Читаем Другой класс полностью

Во всяком случае, они на это надеялись. Но с началом Рождественского поста был открыт новый сезон охоты на демонов. У нас в церкви появилось сразу несколько новых прихожан, а также приглашенных проповедников. Одного из них зовут мистер Спейт. Он считается большим знатоком демонов. Он, например, выдал целую речь о «Донжонах и драконах», об этой американской ролевой игре и о том, как опасно она воздействует на тех, кто слаб духом, ибо побуждает их прибегать к магическим искусствам и призывать на помощь дьявола. Еще один проповедник рассказал, как ему удалось исцелиться от гомосексуальных помыслов благодаря постам и электричеству; после него какая-то женщина поведала, что ее разлучило с сыном некое сообщество геев; а в это воскресенье из Америки прибыл очередной проповедник – он принадлежит к родственной нам церкви – и притащил с собой целую тонну каких-то листовок, в которых объяснялось, как именно родители должны вести себя с сыновьями, которых, возможно, посещают гомосексуальные мысли, верным признаком которых является стремление парней носить желтые ковбойские сапоги и майки с надписью: «Вышиби грех пинком под зад, впусти Иисуса в свой сад!»

Этот американец, вообще-то, был очень даже ничего. А после его проповеди нас угостили шоколадным печеньем «Брауни». Вот только Пудель все посматривал на меня так, словно это я совершил что-то дурное. По-моему, это несправедливо, а ты как считаешь? Ведь не я же, в конце концов, виноват в том, что его «посещают гомосексуальные мысли». Так с какой стати мне-то чувствовать себя виноватым?

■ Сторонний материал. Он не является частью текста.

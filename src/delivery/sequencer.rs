//! Delivery sequencer — walks the platform's channel table in order until a
//! channel delivers or the table runs out.
//!
//! Flow:
//! 1. Normalize attachments; no primary attachment → stop, nothing invoked
//! 2. Try the profile's entry channel (direct mail-app share)
//! 3. On any failure follow the channel's `fallback` edge
//! 4. Map the terminal state through the reporter
//!
//! Channel attempts are strictly sequential: each one is awaited to completion
//! before the next is considered. Cancellation by the user counts as an
//! ordinary failure.

use std::sync::Arc;

use tracing::{Instrument, debug, info, warn};
use uuid::Uuid;

use crate::channels::{
    ChooserRequest, DirectShare, DirectShareRequest, ShareChooser, UrlDispatcher,
};
use crate::delivery::capability::{ChannelCapability, PlatformProfile};
use crate::delivery::mailto::build_mailto;
use crate::delivery::report::{TerminalState, report};
use crate::delivery::types::{
    AttachmentInput, ChannelId, ChannelOutcome, DeliveryRequest, DeliveryResult,
    PrimaryAttachment,
};
use crate::error::ChannelError;

/// Hands a generated document to whatever on the device can email it.
///
/// Holds no per-delivery state; concurrent `send` calls are independent.
pub struct DocumentMailer {
    profile: PlatformProfile,
    direct: Arc<dyn DirectShare>,
    chooser: Arc<dyn ShareChooser>,
    dispatcher: Arc<dyn UrlDispatcher>,
}

impl DocumentMailer {
    pub fn new(
        profile: impl Into<PlatformProfile>,
        direct: Arc<dyn DirectShare>,
        chooser: Arc<dyn ShareChooser>,
        dispatcher: Arc<dyn UrlDispatcher>,
    ) -> Self {
        Self {
            profile: profile.into(),
            direct,
            chooser,
            dispatcher,
        }
    }

    pub fn profile(&self) -> &PlatformProfile {
        &self.profile
    }

    /// Send `attachments` to `recipients`, falling back through the
    /// platform's channels. Never fails; the outcome is in the result.
    pub async fn send(
        &self,
        recipients: &[String],
        subject: &str,
        body: &str,
        attachments: &[AttachmentInput],
    ) -> DeliveryResult {
        let request = DeliveryRequest::new(recipients, subject, body, attachments);
        let span = tracing::info_span!(
            "delivery",
            delivery_id = %Uuid::new_v4(),
            platform = %self.profile.name,
        );
        report(self.deliver(&request).instrument(span).await)
    }

    /// Run the fallback sequence for an already normalized request.
    pub async fn deliver(&self, request: &DeliveryRequest) -> TerminalState {
        let Some(primary) = request.primary.as_ref() else {
            warn!("No attachment to deliver, nothing attempted");
            return TerminalState::NoPrimaryAttachment;
        };

        info!(
            recipients = request.recipients.len(),
            attachments = request.attachments.len(),
            file = %primary.filename,
            "Starting delivery"
        );

        let mut visited: Vec<ChannelId> = Vec::new();
        let mut last_failure: Option<(ChannelId, ChannelError)> = None;
        let mut next = Some(self.profile.entry());

        while let Some(id) = next {
            if visited.contains(&id) {
                warn!(channel = %id, "Fallback cycle in channel table, stopping");
                break;
            }
            visited.push(id);

            let Some(capability) = self.profile.capability(id).copied() else {
                warn!(channel = %id, "Channel missing from profile, stopping");
                break;
            };

            debug!(channel = %id, "Attempting channel");
            match self.attempt(&capability, request, primary).await {
                ChannelOutcome::Delivered(channel) => {
                    info!(channel = %channel, status = channel.status(), "Delivered");
                    return TerminalState::Delivered(channel);
                }
                ChannelOutcome::Unavailable => {
                    warn!(channel = %id, "Channel not available, falling back");
                    last_failure = Some((
                        id,
                        ChannelError::Unavailable {
                            name: id.label().to_string(),
                        },
                    ));
                }
                ChannelOutcome::Failed(e) => {
                    warn!(channel = %id, error = %e, "Channel failed, falling back");
                    last_failure = Some((id, e));
                }
            }

            next = capability.fallback;
        }

        match last_failure {
            Some((channel, error)) => TerminalState::Exhausted { channel, error },
            None => TerminalState::NoChannel,
        }
    }

    /// One channel attempt. Suspends until the collaborator resolves.
    async fn attempt(
        &self,
        capability: &ChannelCapability,
        request: &DeliveryRequest,
        primary: &PrimaryAttachment,
    ) -> ChannelOutcome {
        let id = capability.id;
        if capability.probe && !self.probe(id).await {
            return ChannelOutcome::Unavailable;
        }

        let recipients = if capability.recipient_targeting {
            request.recipients.clone()
        } else {
            Vec::new()
        };

        let result = match id {
            ChannelId::Direct => {
                let mime_type = if capability.content_type_hint {
                    primary.mime_type.clone()
                } else {
                    String::new()
                };
                self.direct
                    .share_single(DirectShareRequest {
                        locator: primary.locator.clone(),
                        mime_type,
                        filename: primary.filename.clone(),
                        recipients,
                        subject: request.subject.clone(),
                        message: request.body.clone(),
                        title: request.subject.clone(),
                    })
                    .await
                    .map(|status| {
                        debug!(provider = self.direct.name(), %status, "Direct share resolved")
                    })
            }
            ChannelId::Chooser => {
                let locators = if capability.multiple_attachments {
                    request.attachments.iter().map(|a| a.locator.clone()).collect()
                } else {
                    vec![primary.locator.clone()]
                };
                self.chooser
                    .open(ChooserRequest {
                        title: request.subject.clone(),
                        subject: request.subject.clone(),
                        message: request.body.clone(),
                        locators,
                    })
                    .await
                    .map(|status| {
                        debug!(provider = self.chooser.name(), %status, "Chooser resolved")
                    })
            }
            ChannelId::Mailto => {
                let uri = build_mailto(&recipients, &request.subject, &request.body);
                self.dispatcher.open_url(&uri).await
            }
        };

        match result {
            Ok(()) => ChannelOutcome::Delivered(id),
            Err(e) => ChannelOutcome::Failed(e),
        }
    }

    async fn probe(&self, id: ChannelId) -> bool {
        let available = match id {
            ChannelId::Direct => self.direct.is_available().await,
            ChannelId::Chooser => self.chooser.is_available().await,
            ChannelId::Mailto => self.dispatcher.is_available().await,
        };
        debug!(channel = %id, available, "Probed channel");
        available
    }
}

Но потом Пудель все-таки ко мне подошел. Мы вместе грызли печенье «Брауни» и запивали его сквошем. А Голди тем временем беседовал в нашей часовенке с мистером Спейтом.

– Это ты всем рассказал, да? – тихо спросил Пудель, стараясь, чтобы никто больше нас не услышал.

– Никому я ничего не рассказывал! – возмутился я (и это была чистая правда).

– Так почему же все только об этом и говорят? – Он гневно на меня глянул. – Скажешь, совпадение?

Я только головой покачал.

– Да у тебя просто приступ паранойи. Нечего психовать – никто о тебе даже не упомянул. Пока что.

Пудель помрачнел.

– Еще упомянут. Мать теперь постоянно в моих вещах роется. А отец всякие вопросы мне задает. Причем прямо в лоб, не утруждая себя деликатностью.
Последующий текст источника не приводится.